Congresso certifica vitória de Trump nesta segunda-feira (6)

Redação Portal Norte

Nesta segunda-feira (6), o Congresso dos Estados Unidos realizará a cerimônia de diplomação de Donald Trump, do Partido Republicano, e seu vice, J.D. Vance, confirmando a vitória da chapa nas eleições de 5 de novembro.

Este é o último passo antes da posse oficial, marcada para o dia 20 de janeiro, o tradicional “Inauguration Day”.

A vice-presidente Kamala Harris, que também preside o Senado, será responsável por coordenar a contagem dos votos do Colégio Eleitoral e oficializar o resultado.

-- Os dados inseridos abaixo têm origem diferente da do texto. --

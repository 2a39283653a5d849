use crate::config::{BuildConfig, CopyGroup};
use crate::error::Result;
use crate::warning::PipelineWarning;
use std::fs;
use std::io::ErrorKind;
use std::path::{Path, PathBuf};
use walkdir::WalkDir;

/// Where the build happens, all paths resolved against the project root.
///
/// The build tree is recreated from scratch on every run; nothing inside it
/// survives between runs.
#[derive(Debug, Clone, PartialEq)]
pub struct BuildLayout {
    root: PathBuf,
    build_dir: PathBuf,
    staging_dir: PathBuf,
}

/// Outcome of copying one [`CopyGroup`]
#[derive(Debug, Clone, Default, PartialEq)]
pub struct CopyReport {
    pub files: usize,
    pub warnings: Vec<PipelineWarning>,
}

impl BuildLayout {
    pub fn new(root: impl Into<PathBuf>, config: &BuildConfig) -> Self {
        let root = root.into();
        BuildLayout {
            build_dir: root.join(&config.build_dir),
            staging_dir: root.join(&config.staging_dir),
            root,
        }
    }

    pub fn root(&self) -> &Path {
        &self.root
    }

    pub fn build_dir(&self) -> &Path {
        &self.build_dir
    }

    pub fn staging_dir(&self) -> &Path {
        &self.staging_dir
    }

    /// Remove the build and staging dirs plus `extra` leftovers.
    ///
    /// Paths that do not exist are fine.
    pub fn clean(&self, extra: &[PathBuf]) -> Result<()> {
        let extra = extra.iter().map(|p| self.root.join(p));
        for path in [self.build_dir.clone(), self.staging_dir.clone()]
            .into_iter()
            .chain(extra)
        {
            remove_path(&path)?;
        }
        Ok(())
    }

    /// Create the (empty) build dir.
    pub fn create(&self) -> Result<()> {
        fs::create_dir_all(&self.build_dir)?;
        Ok(())
    }

    /// Copy every match of `group` into the build tree, keeping paths
    /// relative to the root. Directories are copied recursively.
    pub fn copy_group(&self, name: &str, group: &CopyGroup) -> Result<CopyReport> {
        let mut report = CopyReport::default();

        for (pattern, matches) in expand_globs(&self.root, &group.patterns)? {
            let kept: Vec<PathBuf> = matches
                .into_iter()
                .filter(|rel| !self.is_excluded(rel, &group.exclude))
                .collect();

            if kept.is_empty() {
                report.warnings.push(PipelineWarning::EmptyGlob {
                    group: name.to_string(),
                    pattern,
                });
                continue;
            }

            for rel in kept {
                report.files += copy_entry(&self.root.join(&rel), &self.build_dir.join(&rel))?;
            }
        }

        Ok(report)
    }

    /// Every file (not directory) reachable from the group's matches.
    pub fn collect_files(&self, group: &CopyGroup) -> Result<Vec<PathBuf>> {
        let mut files = Vec::new();

        for (_, matches) in expand_globs(&self.root, &group.patterns)? {
            for rel in matches {
                if self.is_excluded(&rel, &group.exclude) {
                    continue;
                }
                for entry in WalkDir::new(self.root.join(&rel)).sort_by_file_name() {
                    let entry = entry.map_err(std::io::Error::from)?;
                    if entry.file_type().is_file() {
                        files.push(entry.into_path());
                    }
                }
            }
        }

        Ok(files)
    }

    fn is_excluded(&self, rel: &Path, exclude: &[PathBuf]) -> bool {
        let abs = self.root.join(rel);
        abs.starts_with(&self.build_dir)
            || abs.starts_with(&self.staging_dir)
            || exclude.iter().any(|e| rel.starts_with(e))
    }
}

/// Expand patterns relative to `root`, in glob order, as root-relative paths.
///
/// Each pattern is returned with its matches, which may be empty.
pub fn expand_globs(root: &Path, patterns: &[String]) -> Result<Vec<(String, Vec<PathBuf>)>> {
    let escaped_root = glob::Pattern::escape(&root.to_string_lossy());
    let mut expanded = Vec::with_capacity(patterns.len());

    for pattern in patterns {
        let full = format!("{}/{}", escaped_root, pattern);
        let mut matches = Vec::new();
        for entry in glob::glob(&full)? {
            let path = entry.map_err(glob::GlobError::into_error)?;
            let rel = path.strip_prefix(root).unwrap_or(&path).to_path_buf();
            matches.push(rel);
        }
        expanded.push((pattern.clone(), matches));
    }

    Ok(expanded)
}

fn remove_path(path: &Path) -> Result<()> {
    let result = match fs::symlink_metadata(path) {
        Ok(meta) if meta.is_dir() => fs::remove_dir_all(path),
        Ok(_) => fs::remove_file(path),
        Err(e) => Err(e),
    };
    match result {
        Err(e) if e.kind() != ErrorKind::NotFound => Err(e.into()),
        _ => Ok(()),
    }
}

/// Copy a file or a whole directory, returning the number of files written.
fn copy_entry(src: &Path, dst: &Path) -> Result<usize> {
    if src.is_file() {
        if let Some(parent) = dst.parent() {
            fs::create_dir_all(parent)?;
        }
        fs::copy(src, dst)?;
        return Ok(1);
    }

    let mut copied = 0;
    for entry in WalkDir::new(src).sort_by_file_name() {
        let entry = entry.map_err(std::io::Error::from)?;
        let rel = entry.path().strip_prefix(src).unwrap_or(entry.path());
        let target = dst.join(rel);

        if entry.file_type().is_dir() {
            fs::create_dir_all(&target)?;
        } else {
            if let Some(parent) = target.parent() {
                fs::create_dir_all(parent)?;
            }
            fs::copy(entry.path(), &target)?;
            copied += 1;
        }
    }
    Ok(copied)
}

Como funciona a certificação

O processo ocorre em uma sessão conjunta do Congresso. Certificados com os resultados dos votos de cada estado são levados do Senado para a Câmara em caixas de madeira e, em seguida, abertos por Kamala Harris. Os resultados são lidos e registrados pelos congressistas.

Deputados e senadores podem apresentar objeções ao resultado, desde que sejam apoiadas por pelo menos um quinto de ambas as casas legislativas.

Caso isso aconteça, as objeções são debatidas e votadas. No entanto, não se espera nenhuma contestação significativa este ano, já que o Partido Republicano, de Trump, tem maioria no Congresso.

Trump venceu com 312 delegados contra 226 de Kamala Harris, de acordo com a Associated Press.

Segurança reforçada no Capitólio

A segurança no Capitólio será intensificada para evitar episódios como o de 6 de janeiro de 2021, quando apoiadores de Trump invadiram o Congresso durante a certificação da vitória de Joe Biden.

Apesar do reforço, o rito de certificação costuma ser uma formalidade rápida e tranquila na história americana.

Possibilidade de objeções

O sistema eleitoral dos EUA permite que votos do Colégio Eleitoral sejam contestados. As objeções devem ser apresentadas por escrito, assinadas por pelo menos 20% dos deputados e senadores, e precisam ser baseadas em irregularidades na certificação dos votos estaduais ou no processo de votação dos delegados.

Se uma objeção for aceita, a sessão é suspensa para debates separados no Senado e na Câmara, com votação posterior.

Para que os votos de um estado sejam anulados, ambas as casas precisam aprovar a objeção por maioria simples, algo que nunca ocorreu na história dos EUA.

Histórico de contestações

O caso mais recente de contestação ocorreu em 2021, quando parlamentares republicanos tentaram invalidar os votos do Arizona e da Pensilvânia para impedir a vitória de Joe Biden. As objeções foram rejeitadas, e Biden foi certificado como presidente.